Tumor released autophagosomes regulate M2-like macrophage polarization (TUM6P.974)

Abstract

Abstract Tumor cells secrete mediators that modulate macrophage activation and polarization into M2 type tumor associated macrophages (TAMs), which contribute to tumor progression. However, the mechanisms that regulate the polarization are poorly defined. We have previously reported that the enrichment of autophagosomes in tumor cell conditioned medium and malignant ascites from patients. The present study investigated the hypothesis that tumor released autophagosomes promoted M2 polarization. Here we isolated autophagosomes released from murine liver cancer cells using affinity purification. In vivo mouse experiments demonstrated that intraperitoneal injected autophagosomes were efficiently internalized by peritoneal macrophages, which correlated with upregulation of M2 markers. In vitro, coculture of autophagosomes with bone marrow-derived macrophages (BMDMs) also induced macrophage polarization into a M2-like phenotype.

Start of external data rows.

//! Per-object slot storage and the set of live objects.
//!
//! Every object registered with an index space owns one [`ObjectStorage`]: a
//! vector of optional slot entries, one column per slot the bitmap has ever
//! handed out. The [`LiveObjects`] set is the registration list used to grow
//! every storage in lockstep with the bitmap.

use std::any::Any;
use std::fmt;

use slab::Slab;

use crate::key::TypeKey;
use crate::slot::{SlotIndex, SlotRef};

/// Identifies a live object within one index space.
///
/// The serial distinguishes a recycled live-set key from the object that held
/// it before, so ids of destroyed objects never resolve again.
#[derive(Debug, Clone, Copy, PartialEq, Eq, Hash)]
pub struct ObjectId {
	key: usize,
	serial: u64,
}

impl ObjectId {
	pub fn serial(self) -> u64 {
		self.serial
	}
}

/// An occupied slot: the instance plus the tenancy it was stored under.
pub(crate) struct SlotEntry {
	pub(crate) key: TypeKey,
	pub(crate) slot: SlotRef,
	/// Dropping the box runs the extension's teardown.
	pub(crate) value: Box<dyn Any>,
}

impl fmt::Debug for SlotEntry {
	fn fmt(&self, f: &mut fmt::Formatter<'_>) -> fmt::Result {
		f.debug_struct("SlotEntry")
			.field("key", &self.key)
			.field("slot", &self.slot)
			.finish_non_exhaustive()
	}
}

/// Slot storage owned by one object.
#[derive(Debug)]
pub struct ObjectStorage {
	serial: u64,
	slots: Vec<Option<SlotEntry>>,
}

impl ObjectStorage {
	fn with_len(serial: u64, len: usize) -> Self {
		let mut slots = Vec::with_capacity(len);
		slots.resize_with(len, || None);
		Self { serial, slots }
	}

	pub fn len(&self) -> usize {
		self.slots.len()
	}

	pub fn is_empty(&self) -> bool {
		self.slots.is_empty()
	}

	/// Number of slots holding an instance.
	pub fn occupied(&self) -> usize {
		self.slots.iter().filter(|s| s.is_some()).count()
	}

	pub fn is_occupied(&self, index: SlotIndex) -> bool {
		self.slots.get(index).is_some_and(Option::is_some)
	}

	pub(crate) fn grow_to(&mut self, len: usize) {
		if self.slots.len() < len {
			self.slots.resize_with(len, || None);
		}
	}

	#[inline]
	pub(crate) fn entry(&self, index: SlotIndex) -> Option<&SlotEntry> {
		self.slots.get(index)?.as_ref()
	}

	#[inline]
	pub(crate) fn entry_mut(&mut self, index: SlotIndex) -> Option<&mut SlotEntry> {
		self.slots.get_mut(index)?.as_mut()
	}

	/// Stores an entry in an empty slot. Returns `None` when the slot is out of
	/// range or occupied.
	pub(crate) fn put(&mut self, entry: SlotEntry) -> Option<&mut SlotEntry> {
		let slot = self.slots.get_mut(entry.slot.index)?;
		if slot.is_some() {
			return None;
		}
		Some(slot.insert(entry))
	}

	pub(crate) fn take(&mut self, index: SlotIndex) -> Option<SlotEntry> {
		self.slots.get_mut(index)?.take()
	}

	pub(crate) fn into_entries(self) -> impl Iterator<Item = SlotEntry> {
		self.slots.into_iter().flatten()
	}
}

/// Registration list of every live object in an index space.
#[derive(Debug, Default)]
pub struct LiveObjects {
	objects: Slab<ObjectStorage>,
	next_serial: u64,
}

impl LiveObjects {
	pub fn new() -> Self {
		Self::default()
	}

	/// Registers a new object whose storage starts at `len` empty slots.
	pub(crate) fn register(&mut self, len: usize) -> ObjectId {
		let serial = self.next_serial;
		self.next_serial += 1;
		let key = self.objects.insert(ObjectStorage::with_len(serial, len));
		ObjectId { key, serial }
	}

	pub(crate) fn deregister(&mut self, id: ObjectId) -> Option<ObjectStorage> {
		self.get(id)?;
		Some(self.objects.remove(id.key))
	}

	#[inline]
	pub fn get(&self, id: ObjectId) -> Option<&ObjectStorage> {
		self.objects.get(id.key).filter(|s| s.serial == id.serial)
	}

	#[inline]
	pub(crate) fn get_mut(&mut self, id: ObjectId) -> Option<&mut ObjectStorage> {
		self.objects
			.get_mut(id.key)
			.filter(|s| s.serial == id.serial)
	}

	/// Grows every live storage to at least `len` slots.
	pub(crate) fn grow_all(&mut self, len: usize) {
		for (_, storage) in self.objects.iter_mut() {
			storage.grow_to(len);
		}
	}

	pub fn len(&self) -> usize {
		self.objects.len()
	}

	pub fn is_empty(&self) -> bool {
		self.objects.is_empty()
	}

	pub fn ids(&self) -> Vec<ObjectId> {
		self.objects
			.iter()
			.map(|(key, storage)| ObjectId {
				key,
				serial: storage.serial,
			})
			.collect()
	}
}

Furthmore, this effect of autophagosomes was largely abolished in BMDMs from MyD88 KO mice. Taken together, our findings suggest that, under stress conditions, tumor released autophagosomes may promote tumor progression via regulation of TAMs in tumor microenvironment, providing new insight into TAMs polarization. Keywords: Tumor released autophagosomes, Macrophage, Polarization, MyD88.